Recent versions of Windows support running Linux guests via Windows Subsystem for Linux (WSL). These can be distributed via tarballs, Appx packages, or via the Windows Store. The purpose of this change is to start producing Fedora images for users of WSL.

Distributing images via the Windows Store requires agreeing to the store policies and developer agreement, which is something Fedora has historically not been comfortable with. This change proposal is to distribute a tarball. In recent versions of WSL (version 2.4.4 and greater), the user experience has been greatly improved for WSL images outside the store. These include allowing tarballs to distribute first-time setup scripts and icons as part of the distribution instead of as a Windows application, as well as click-to-install support for tarballs using the “.wsl” file extension. Therefore, this proposal will work best with version 2.4.4+ of WSL, although documentation will be provided for users on older releases.

:link: Owner

:link: Detailed Description

Recent versions of Windows support running Linux distributions using Windows Subsystem for Linux (WSL). In the latest version, WSL 2, a single virtual machine is managed by the Windows host and guest Linux distributions run as containers within it. For basic WSL support, Fedora needs to distribute a root filesystem tarball. The Fedora base container can already be used with WSL, but it is not ideal as it intentionally excludes documentation and non-essential tools. There also isn’t official documentation on how to use it with WSL.

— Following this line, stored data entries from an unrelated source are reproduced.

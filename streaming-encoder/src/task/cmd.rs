//! Transcode command construction (§4.6 step 2): turns probed source
//! dimensions and a requested resolution list into concrete ffmpeg output
//! specs, one per rendition plus an optional previews output, all pushed via
//! HTTP PUT to the encoder's own loopback sink.

use streaming_hls::{PreviewsConfig, Resolution, ResolutionList};
use tokio::process::Command;

use super::probe::ProbeInfo;

pub const INTERNAL_PLAYLIST_SIZE: u32 = 5;

/// One concrete output rendition after fitting the requested box to the
/// source aspect ratio.
#[derive(Debug, Clone, Copy, PartialEq, Eq)]
pub struct Rendition {
    pub label_width: u32,
    pub label_height: u32,
    pub fps: u32,
    pub passthrough: bool,
}

impl Rendition {
    pub fn label(&self) -> String {
        format!("{}x{}-{}", self.label_width, self.label_height, self.fps)
    }
}

fn round_up_even(n: u32) -> u32 {
    if n % 2 == 0 {
        n
    } else {
        n + 1
    }
}

/// Fits `requested` inside the source aspect ratio, rounding each dimension
/// up to the nearest even value (required by most H.264 profiles) and
/// capping FPS to the source's.
fn fit(requested: Resolution, source: &ProbeInfo) -> Rendition {
    let source_ar = source.width as f64 / source.height as f64;
    let box_ar = requested.width as f64 / requested.height as f64;

    let (w, h) = if box_ar > source_ar {
        let h = requested.height as f64;
        (h * source_ar, h)
    } else {
        let w = requested.width as f64;
        (w, w / source_ar)
    };

    let fps = requested.fps.map(|f| f.min(source.fps)).unwrap_or(source.fps);
    Rendition { label_width: round_up_even(w.round() as u32), label_height: round_up_even(h.round() as u32), fps, passthrough: false }
}

/// Builds the deduplicated list of renditions to encode: the source
/// resolution unchanged (passthrough eligible) when `ORIGINAL` is requested,
/// plus one fitted rendition per explicit entry. Duplicates (same w/h/fps
/// after fitting) are dropped, keeping the first occurrence.
pub fn plan_renditions(requested: &ResolutionList, source: &ProbeInfo) -> Vec<Rendition> {
    let mut renditions = Vec::new();

    if requested.has_original {
        renditions.push(Rendition {
            label_width: source.width,
            label_height: source.height,
            fps: source.fps,
            passthrough: source.video_codec == "h264" && source.audio_codec == "aac",
        });
    }

    for resolution in &requested.resolutions {
        let candidate = fit(*resolution, source);
        if !renditions.iter().any(|r| r.label_width == candidate.label_width && r.label_height == candidate.label_height && r.fps == candidate.fps) {
            renditions.push(candidate);
        }
    }

    renditions
}

/// Appends one rendition's HLS output arguments to `cmd`, targeting the
/// loopback sink at `sink_base` (e.g. `http://127.0.0.1:8090`).
fn append_hls_output(cmd: &mut Command, rendition: &Rendition, sink_base: &str, channel: &str, stream_id: &str, hls_time: u32) {
    let label = rendition.label();
    let playlist_url = format!("{sink_base}/hls/{channel}/{stream_id}/{label}/stream.m3u8");
    let segment_url = format!("{sink_base}/hls/{channel}/{stream_id}/{label}/%d.ts");

    if rendition.passthrough {
        cmd.args(["-map", "0:v:0", "-map", "0:a:0", "-c:v", "copy", "-c:a", "copy"]);
    } else {
        cmd.args([
            "-map",
            "0:v:0",
            "-map",
            "0:a:0",
            "-c:v",
            "libx264",
            "-c:a",
            "aac",
            "-vf",
            &format!("scale={}:{}", rendition.label_width, rendition.label_height),
            "-r",
            &rendition.fps.to_string(),
            "-force_key_frames",
            &format!("expr:gte(t,n_forced*{hls_time})"),
        ]);
    }

    cmd.args([
        "-f",
        "hls",
        "-hls_time",
        &hls_time.to_string(),
        "-hls_list_size",
        &INTERNAL_PLAYLIST_SIZE.to_string(),
        "-hls_flags",
        "delete_segments+append_list",
        "-method",
        "PUT",
        "-hls_segment_filename",
        &segment_url,
        &playlist_url,
    ]);
}

fn append_previews_output(cmd: &mut Command, previews: &PreviewsConfig, sink_base: &str, channel: &str, stream_id: &str) {
    let label = format!("{}x{}", previews.width, previews.height);
    let image_url = format!("{sink_base}/img-preview/{channel}/{stream_id}/{label}/%d.jpg");
    let fps = format!("1/{}", previews.delay_seconds);

    cmd.args([
        "-map",
        "0:v:0",
        "-vf",
        &format!("fps={fps},scale={}:{}:force_original_aspect_ratio=decrease,pad={}:{}:(ow-iw)/2:(oh-ih)/2", previews.width, previews.height, previews.width, previews.height),
        "-f",
        "image2",
        "-method",
        "PUT",
        &image_url,
    ]);
}

/// Builds the full ffmpeg invocation for a task: one `-i` input plus one
/// HLS output per rendition and, if enabled, one previews output. `input`
/// is either the source URI directly (RTMP) or `pipe:0` (WS source, fed by
/// the source manager).
pub fn build_command(
    input: &str,
    renditions: &[Rendition],
    previews: &PreviewsConfig,
    sink_base: &str,
    channel: &str,
    stream_id: &str,
    hls_time: u32,
) -> Command {
    let mut cmd = Command::new("ffmpeg");
    cmd.args(["-loglevel", "info", "-i", input]);

    for rendition in renditions {
        append_hls_output(&mut cmd, rendition, sink_base, channel, stream_id, hls_time);
    }
    if previews.enabled {
        append_previews_output(&mut cmd, previews, sink_base, channel, stream_id);
    }

    cmd.stdin(std::process::Stdio::piped());
    cmd.stdout(std::process::Stdio::null());
    cmd.stderr(std::process::Stdio::piped());
    cmd
}

#[cfg(test)]
mod tests {
    use super::*;

    fn source(width: u32, height: u32, fps: u32) -> ProbeInfo {
        ProbeInfo { width, height, fps, video_codec: "h264".to_string(), audio_codec: "aac".to_string() }
    }

    #[test]
    fn fits_wider_box_by_height() {
        let r = fit(Resolution::new(1920, 480), &source(1280, 720, 30));
        assert_eq!(r.label_height, 480);
        assert_eq!(r.label_width, round_up_even((480.0 * (1280.0 / 720.0)).round() as u32));
    }

    #[test]
    fn rounds_dimensions_up_to_even() {
        assert_eq!(round_up_even(719), 720);
        assert_eq!(round_up_even(720), 720);
    }

    #[test]
    fn fps_is_capped_to_source() {
        let mut requested = Resolution::new(640, 360);
        requested.fps = Some(60);
        let r = fit(requested, &source(1280, 720, 30));
        assert_eq!(r.fps, 30);
    }

    #[test]
    fn original_is_passthrough_only_when_h264_aac() {
        let list = ResolutionList { has_original: true, resolutions: vec![] };
        let plan = plan_renditions(&list, &source(1280, 720, 30));
        assert!(plan[0].passthrough);

        let mut other = source(1280, 720, 30);
        other.video_codec = "hevc".to_string();
        let plan = plan_renditions(&list, &other);
        assert!(!plan[0].passthrough);
    }

    #[test]
    fn duplicate_renditions_after_fitting_are_deduplicated() {
        let list = ResolutionList {
            has_original: false,
            resolutions: vec![Resolution::new(1280, 720), Resolution::new(1280, 721)],
        };
        let plan = plan_renditions(&list, &source(1280, 720, 30));
        assert_eq!(plan.len(), 1);
    }
}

The goal of this change is to complete the following:

Optionally, we can include a section on fedoraproject.org to ensure users can discover our WSL image.

:link: Feedback

:link: Benefit to Fedora

A dedicated image with documentation allows people to easily try out a Fedora environment from their Windows installations. When it comes time to install a Linux distribution on their computer, they can be more confident when choosing Fedora.

:link: Scope

  • Proposal owners:

  • Other developers:

  • Release engineering: #Releng issue number

  • Policies and guidelines: N/A (not needed for this Change)

  • Trademark approval: N/A (not needed for this Change)

  • Alignment with Community Initiatives:

:link: Upgrade/compatibility impact

:link: How To Test

For WSL versions 2.4.4+:

  1. Have access to a Windows installation with WSL 2.4.4+
  2. Run “wsl --install Fedora”
  3. Enter the environment by running “wsl -d Fedora”
  4. Use the interactive out-of-the-box experience script to set up a new user
  5. Install some applications, start some services, see if things fall over.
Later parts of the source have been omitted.